Prevention is always better than cure. A netizen should take certain precautions while operating the internet and should follow certain preventive measures for cyber crimes which can be defined as:

  • Identification of exposures through education will assist responsible companies and firms to meet these challenges.
  • One should avoid disclosing any personal information to strangers via e-mail or while chatting.
  • One must avoid sending any photograph to strangers by online as misusing of photograph incidents increasing day by day.
  • An update Anti-virus software to guard against virus attacks should be used by all the netizens and should also keep back up volumes so that one may not suffer data loss in case of virus contamination.
  • A person should never send his credit card number to any site that is not secured, to guard against frauds.
  •  It is always the parents who have to keep a watch on the sites that your children are accessing, to prevent any kind of harassment or depravation in children.
  • Web site owners should watch traffic and check any irregularity on the site.

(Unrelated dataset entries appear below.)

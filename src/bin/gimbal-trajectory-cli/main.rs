mod cli;

use std::{path::PathBuf, sync::Arc, time::Duration};

use clap::Parser;
use futures::FutureExt;
use tokio::{
    io::{AsyncBufReadExt, BufReader},
    sync::Mutex,
};
use tracing_subscriber::{layer::SubscriberExt, util::SubscriberInitExt};

use gimbal_trajectory::{
    client::TrajectoryClient,
    controller::{Action, Debouncer, Workspace},
    Config,
};

use cli::{parse_cli_command, process_cli_command, refresh_preview, CliError, Context, Session};

#[derive(Parser, Debug)]
#[command(author, version, about = "Interactive trajectory editor")]
struct Args {
    /// Server URL, default: ServerUrl from config
    #[arg(short, long)]
    server: Option<String>,

    /// Where plot.png and profile.png are written
    #[arg(short, long, default_value = ".")]
    out_dir: PathBuf,

    /// Config file
    #[arg(short, long)]
    config: Option<PathBuf>,
}

#[tokio::main(flavor = "current_thread")]
async fn main() -> anyhow::Result<()> {
    tracing_subscriber::registry()
        .with(
            tracing_subscriber::EnvFilter::try_from_default_env()
                .unwrap_or_else(|_| "gimbal_trajectory=info,gimbal_trajectory_cli=info".into()),
        )
        .with(tracing_subscriber::fmt::layer().with_target(false))
        .init();

    let args = Args::parse();

    let (config, _) = Config::load(args.config.as_deref())?;
    let server = args.server.unwrap_or_else(|| config.server_url.clone());
    tokio::fs::create_dir_all(&args.out_dir).await?;

    let client = TrajectoryClient::new(server)?;
    tracing::info!("Using server {}", client.base_url());

    let session = Arc::new(Mutex::new(Session {
        workspace: Workspace::new(),
        resolution: config.default_resolution(),
    }));

    let action: Action = {
        let session = session.clone();
        let client = client.clone();
        let out_dir = args.out_dir.clone();
        Arc::new(move || refresh_preview(session.clone(), client.clone(), out_dir.clone()).boxed())
    };

    let mut ctx = Context {
        session,
        client,
        preview: Debouncer::new(Duration::from_millis(config.debounce_ms), action),
    };

    println!("Type 'help' to see the list of commands!");

    let mut lines = BufReader::new(tokio::io::stdin()).lines();
    while let Some(line) = lines.next_line().await? {
        let line = line.trim();

        match parse_cli_command(line) {
            Ok(cmd) => process_cli_command(&mut ctx, cmd).await,
            Err(CliError::Parse(e)) => println!("{}", e),
            Err(CliError::Exit) => break,
        }
    }

    println!("Exiting...");
    Ok(())
}
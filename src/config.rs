use std::path::{Path, PathBuf};

use serde::{Deserialize, Serialize};

use crate::discretize::{DiscretizeLimits, StepResolution};
use crate::export::ExportOptions;
use crate::render::PlotOptions;

#[derive(Deserialize, Clone, Serialize, Debug)]
#[serde(default)]
pub struct Config {
    #[serde(rename = "ListenAddr")]
    pub listen_addr: String,

    #[serde(rename = "ServerUrl")]
    pub server_url: String,

    #[serde(rename = "OutputDir")]
    pub output_dir: PathBuf,

    #[serde(rename = "DevicePrefix")]
    pub device_prefix: String,

    #[serde(rename = "DefaultStepAngle")]
    pub default_step_angle: f64,

    #[serde(rename = "DefaultMicrosteps")]
    pub default_microsteps: u32,

    #[serde(rename = "InitialSamples")]
    pub initial_samples: usize,

    #[serde(rename = "MaxSamples")]
    pub max_samples: usize,

    #[serde(rename = "PlotSamples")]
    pub plot_samples: usize,

    #[serde(rename = "PlotWidth")]
    pub plot_width: u32,

    #[serde(rename = "PlotHeight")]
    pub plot_height: u32,

    #[serde(rename = "AngleScale")]
    pub angle_scale: u32,

    #[serde(rename = "DebounceMs")]
    pub debounce_ms: u64,
}

impl Default for Config {
    fn default() -> Self {
        Self {
            listen_addr: "0.0.0.0:3000".to_owned(),
            server_url: "http://127.0.0.1:3000".to_owned(),
            output_dir: PathBuf::from("traj"),
            device_prefix: "/gimbal".to_owned(),
            default_step_angle: 1.8,
            default_microsteps: 16,
            initial_samples: 1000,
            max_samples: 2_000_000,
            plot_samples: 1000,
            plot_width: 800,
            plot_height: 500,
            angle_scale: 1_000_000,
            debounce_ms: 500,
        }
    }
}

#[derive(Debug, thiserror::Error)]
pub enum ConfigError {
    #[error("Failed to get config directory!")]
    NoConfigDir,

    #[error("Failed to read {path:?}: {source}")]
    Read {
        path: PathBuf,
        source: std::io::Error,
    },

    #[error("Invalid config {path:?}: {source}")]
    Parse {
        path: PathBuf,
        source: serde_json::Error,
    },
}

impl Config {
    /// Default location: `<config dir>/gimbal-trajectory/config.json`
    pub fn default_path() -> Result<PathBuf, ConfigError> {
        directories::BaseDirs::new()
            .map(|base_dirs| {
                base_dirs
                    .config_dir()
                    .join(Path::new("gimbal-trajectory"))
                    .join(Path::new("config.json"))
            })
            .ok_or(ConfigError::NoConfigDir)
    }

    /// Load config from `path` or from the default location.
    /// A missing file is not an error, defaults are used instead.
    pub fn load(path: Option<&Path>) -> Result<(Self, PathBuf), ConfigError> {
        let path = match path {
            Some(p) => p.to_path_buf(),
            None => Self::default_path()?,
        };

        match std::fs::read_to_string(&path) {
            Ok(contents) => {
                let config = serde_json::from_str::<Config>(&contents).map_err(|source| {
                    ConfigError::Parse {
                        path: path.clone(),
                        source,
                    }
                })?;
                Ok((config, path))
            }
            Err(e) if e.kind() == std::io::ErrorKind::NotFound => {
                tracing::warn!("Config file {:?} not found, using defaults", path);
                Ok((Self::default(), path))
            }
            Err(source) => Err(ConfigError::Read { path, source }),
        }
    }

    pub fn default_resolution(&self) -> StepResolution {
        StepResolution {
            step_angle: self.default_step_angle,
            microsteps: self.default_microsteps,
        }
    }

    pub fn limits(&self) -> DiscretizeLimits {
        DiscretizeLimits {
            initial_samples: self.initial_samples,
            max_samples: self.max_samples,
        }
    }

    pub fn plot_options(&self) -> PlotOptions {
        PlotOptions {
            width: self.plot_width,
            height: self.plot_height,
            samples: self.plot_samples,
        }
    }

    pub fn export_options(&self) -> ExportOptions {
        ExportOptions {
            output_dir: self.output_dir.clone(),
            device_prefix: self.device_prefix.clone(),
            angle_scale: self.angle_scale,
            limits: self.limits(),
        }
    }
}

impl std::fmt::Display for Config {
    fn fmt(&self, f: &mut std::fmt::Formatter<'_>) -> std::fmt::Result {
        writeln!(f, "ListenAddr: {}", self.listen_addr)?;
        writeln!(f, "ServerUrl: {}", self.server_url)?;
        writeln!(f, "OutputDir: {:?}", self.output_dir)?;
        writeln!(f, "DevicePrefix: {}", self.device_prefix)?;

        writeln!(f, "Stepper:")?;
        writeln!(f, "  DefaultStepAngle: {}", self.default_step_angle)?;
        writeln!(f, "  DefaultMicrosteps: {}", self.default_microsteps)?;

        writeln!(f, "Discretization:")?;
        writeln!(f, "  InitialSamples: {}", self.initial_samples)?;
        writeln!(f, "  MaxSamples: {}", self.max_samples)?;
        writeln!(f, "  AngleScale: {}", self.angle_scale)?;

        writeln!(f, "Plot:")?;
        writeln!(f, "  PlotSamples: {}", self.plot_samples)?;
        writeln!(f, "  Size: {}x{}", self.plot_width, self.plot_height)?;

        writeln!(f, "DebounceMs: {}", self.debounce_ms)
    }
}
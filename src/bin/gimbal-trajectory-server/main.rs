mod handlers;
mod static_files;


use std::{net::SocketAddr, path::PathBuf, sync::Arc};

use axum::{
    extract::FromRef,
    routing::{get, post},
    Router,
};
use clap::Parser;
use tower::ServiceBuilder;
use tower_http::trace::TraceLayer;
use tracing_subscriber::prelude::*;

use axum_template::engine::Engine;

use minijinja::Environment;

use gimbal_trajectory::Config;

pub(crate) type AppEngine = Engine<Environment<'static>>;

#[derive(Clone, FromRef)]
pub(crate) struct AppState {
    engine: AppEngine,
    config: Arc<Config>,
}

#[derive(Parser, Debug)]
#[command(author, version, about = "Gimbal trajectory designer web server")]
struct Cli {
    /// Config file, default: <config dir>/gimbal-trajectory/config.json
    #[arg(short, long)]
    config: Option<PathBuf>,

    /// Override ListenAddr
    #[arg(short, long)]
    listen: Option<SocketAddr>,

    /// Override OutputDir
    #[arg(short, long)]
    out_dir: Option<PathBuf>,
}

pub(crate) fn template_engine() -> Result<AppEngine, minijinja::Error> {
    let mut minijinja = Environment::new();
    minijinja.add_template("index", include_str!("wwwroot/html/index.html"))?;
    Ok(Engine::from(minijinja))
}

pub(crate) fn build_router(state: AppState) -> Router {
    Router::new()
        .route("/", get(handlers::handle_index))
        .route("/plot", post(handlers::handle_plot))
        .route("/profile", post(handlers::handle_profile))
        .route("/discretize", post(handlers::handle_discretize))
        .route("/discretize_all", post(handlers::handle_discretize_all))
        .route("/static/:path/:file", get(static_files::handle_static))
        .with_state(state)
        // Using tower to add tracing layer
        .layer(ServiceBuilder::new().layer(TraceLayer::new_for_http()))
}

#[tokio::main]
async fn main() -> anyhow::Result<()> {
    tracing_subscriber::registry()
        .with(tracing_subscriber::EnvFilter::new(
            std::env::var("RUST_LOG")
                .unwrap_or_else(|_| {
                    "gimbal_trajectory=debug,gimbal_trajectory_server=debug,tower_http=info".into()
                }),
        ))
        .with(tracing_subscriber::fmt::layer())
        .init();

    let args = Cli::parse();

    let (mut config, config_file) = Config::load(args.config.as_deref())?;
    if let Some(out_dir) = args.out_dir {
        config.output_dir = out_dir;
    }
    let addr = match args.listen {
        Some(addr) => addr,
        None => config.listen_addr.parse::<SocketAddr>()?,
    };

    tracing::info!("Config {:?}:\n{}", config_file, config);

    let app = build_router(AppState {
        engine: template_engine()?,
        config: Arc::new(config),
    });

    tracing::info!("Listening on {}", addr);
    axum_server::bind(addr).serve(app.into_make_service()).await?;

    Ok(())
}
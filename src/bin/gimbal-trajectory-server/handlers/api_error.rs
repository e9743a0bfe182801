use axum::{
    extract::rejection::JsonRejection,
    http::StatusCode,
    response::{IntoResponse, Response},
    Json,
};

use gimbal_trajectory::{api::ErrorResponse, Error};

/// Every failure is answered with `{"error": message}`
#[derive(Debug)]
pub(crate) enum ApiError {
    BadRequest(String),
    Internal(String),
}

impl From<Error> for ApiError {
    fn from(e: Error) -> Self {
        match e {
            Error::Validation(msg) => {
                tracing::warn!("{}", msg);
                ApiError::BadRequest(msg)
            }
            e @ (Error::Expression(_) | Error::TrajFile(_)) => {
                tracing::warn!("{}", e);
                ApiError::BadRequest(e.to_string())
            }
            e => {
                tracing::error!("{}", e);
                ApiError::Internal(e.to_string())
            }
        }
    }
}

impl From<JsonRejection> for ApiError {
    fn from(rejection: JsonRejection) -> Self {
        ApiError::BadRequest(rejection.body_text())
    }
}

impl From<tokio::task::JoinError> for ApiError {
    fn from(e: tokio::task::JoinError) -> Self {
        tracing::error!("worker task failed: {}", e);
        ApiError::Internal(e.to_string())
    }
}

impl IntoResponse for ApiError {
    fn into_response(self) -> Response {
        let (status, error) = match self {
            ApiError::BadRequest(error) => (StatusCode::BAD_REQUEST, error),
            ApiError::Internal(error) => (StatusCode::INTERNAL_SERVER_ERROR, error),
        };
        (status, Json(ErrorResponse { error })).into_response()
    }
}

/// Run CPU heavy work off the async executor
pub(crate) async fn blocking<T, F>(f: F) -> Result<T, ApiError>
where
    T: Send + 'static,
    F: FnOnce() -> gimbal_trajectory::Result<T> + Send + 'static,
{
    Ok(tokio::task::spawn_blocking(f).await??)
}
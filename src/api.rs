//! JSON bodies exchanged between the page (or the CLI) and the server.

use serde::{Deserialize, Serialize};

use crate::discretize::{Segment, StepResolution};

/// One `(function, domain)` row, exactly as typed by the user
#[derive(Serialize, Deserialize, Debug, Clone, Default, PartialEq, Eq)]
pub struct FunctionRow {
    #[serde(default)]
    pub function: String,

    #[serde(default)]
    pub domain: String,
}

impl FunctionRow {
    pub fn new(function: impl Into<String>, domain: impl Into<String>) -> Self {
        Self {
            function: function.into(),
            domain: domain.into(),
        }
    }

    /// Both fields are filled in
    pub fn is_complete(&self) -> bool {
        !self.function.trim().is_empty() && !self.domain.trim().is_empty()
    }

    pub fn trimmed(&self) -> Self {
        Self::new(self.function.trim(), self.domain.trim())
    }
}

#[derive(Serialize, Deserialize, Debug, Clone, Copy, PartialEq, Eq, Hash, PartialOrd, Ord)]
pub enum Axis {
    X,
    Y,
    Z,
}

impl Axis {
    pub const ALL: [Axis; 3] = [Axis::X, Axis::Y, Axis::Z];

    pub fn index(self) -> usize {
        match self {
            Axis::X => 0,
            Axis::Y => 1,
            Axis::Z => 2,
        }
    }

    pub fn name(self) -> &'static str {
        match self {
            Axis::X => "X",
            Axis::Y => "Y",
            Axis::Z => "Z",
        }
    }
}

impl std::fmt::Display for Axis {
    fn fmt(&self, f: &mut std::fmt::Formatter<'_>) -> std::fmt::Result {
        f.write_str(self.name())
    }
}

impl std::str::FromStr for Axis {
    type Err = String;

    fn from_str(s: &str) -> Result<Self, Self::Err> {
        match s.trim() {
            "X" | "x" => Ok(Axis::X),
            "Y" | "y" => Ok(Axis::Y),
            "Z" | "z" => Ok(Axis::Z),
            other => Err(format!("Unknown axis '{}', expected X, Y or Z", other)),
        }
    }
}

#[derive(Serialize, Deserialize, Debug, Clone, Default)]
pub struct PlotRequest {
    #[serde(default)]
    pub functions: Vec<FunctionRow>,
}

/// Step angle and microsteps may be absent or `null` (the page sends `NaN`
/// as `null`), the server falls back to its defaults then
#[derive(Serialize, Deserialize, Debug, Clone, Default)]
pub struct ResolutionFields {
    #[serde(default, skip_serializing_if = "Option::is_none")]
    pub step_angle: Option<f64>,

    #[serde(default, skip_serializing_if = "Option::is_none")]
    pub microsteps: Option<u32>,
}

impl ResolutionFields {
    pub fn resolve(&self, defaults: StepResolution) -> StepResolution {
        StepResolution {
            step_angle: self.step_angle.unwrap_or(defaults.step_angle),
            microsteps: self.microsteps.unwrap_or(defaults.microsteps),
        }
    }
}

impl From<StepResolution> for ResolutionFields {
    fn from(r: StepResolution) -> Self {
        Self {
            step_angle: Some(r.step_angle),
            microsteps: Some(r.microsteps),
        }
    }
}

/// Body of both `/profile` and `/discretize`
#[derive(Serialize, Deserialize, Debug, Clone, Default)]
pub struct ResolvedFunctionsRequest {
    #[serde(default)]
    pub functions: Vec<FunctionRow>,

    #[serde(flatten)]
    pub resolution: ResolutionFields,
}

pub type ProfileRequest = ResolvedFunctionsRequest;
pub type DiscretizeRequest = ResolvedFunctionsRequest;

#[derive(Serialize, Deserialize, Debug, Clone, Default)]
pub struct DiscretizeAllRequest {
    #[serde(rename = "X", default)]
    pub x: Vec<FunctionRow>,

    #[serde(rename = "Y", default)]
    pub y: Vec<FunctionRow>,

    #[serde(rename = "Z", default)]
    pub z: Vec<FunctionRow>,

    #[serde(flatten)]
    pub resolution: ResolutionFields,
}

impl DiscretizeAllRequest {
    pub fn rows(&self, axis: Axis) -> &[FunctionRow] {
        match axis {
            Axis::X => &self.x,
            Axis::Y => &self.y,
            Axis::Z => &self.z,
        }
    }
}

#[derive(Serialize, Deserialize, Debug, Clone)]
pub struct ImageResponse {
    /// base64 encoded PNG
    pub img: String,
}

#[derive(Serialize, Deserialize, Debug, Clone)]
pub struct DiscretizeResponse {
    pub segments: Vec<Segment>,
}

#[derive(Serialize, Deserialize, Debug, Clone, PartialEq)]
pub struct AxisSummary {
    pub axis: Axis,
    pub file: String,
    pub dt_us: u32,
    pub samples: u64,
}

#[derive(Serialize, Deserialize, Debug, Clone)]
pub struct DiscretizeAllResponse {
    pub success: bool,
    pub axes: Vec<AxisSummary>,
}

#[derive(Serialize, Deserialize, Debug, Clone)]
pub struct ErrorResponse {
    pub error: String,
}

It is the responsibility of the web site owners to adopt some policy for preventing cyber crimes as number of internet users are growing day by day.
  • Web servers running public sites must be physically separately protected from internal corporate network.
  •  It is better to use a security programmes by the body corporate to control information on sites.
  • Strict statutory laws need to be passed by the Legislatures keeping in mind the interest of netizens.
  • IT department should pass certain guidelines and notifications for the protection of computer system and should also bring out with some more strict laws to breakdown the criminal activities relating to cyberspace.
  • As Cyber Crime is the major threat to all the countries worldwide, certain steps should be taken at the international level for preventing the cybercrime.
  • A complete justice must be provided to the victims of cyber crimes by way of compensatory remedy and offenders to be punished with highest type of punishment so that it will anticipate the criminals of cyber crime.

Conclusion:

Since users of computer system and internet are increasing worldwide, where it is easy to access any information easily within a few seconds by using internet which is the medium for huge information and a large base of communications around the world. Certain precautionary measures should be taken by netizens while using the internet which will assist in challenging this major threat Cyber Crime.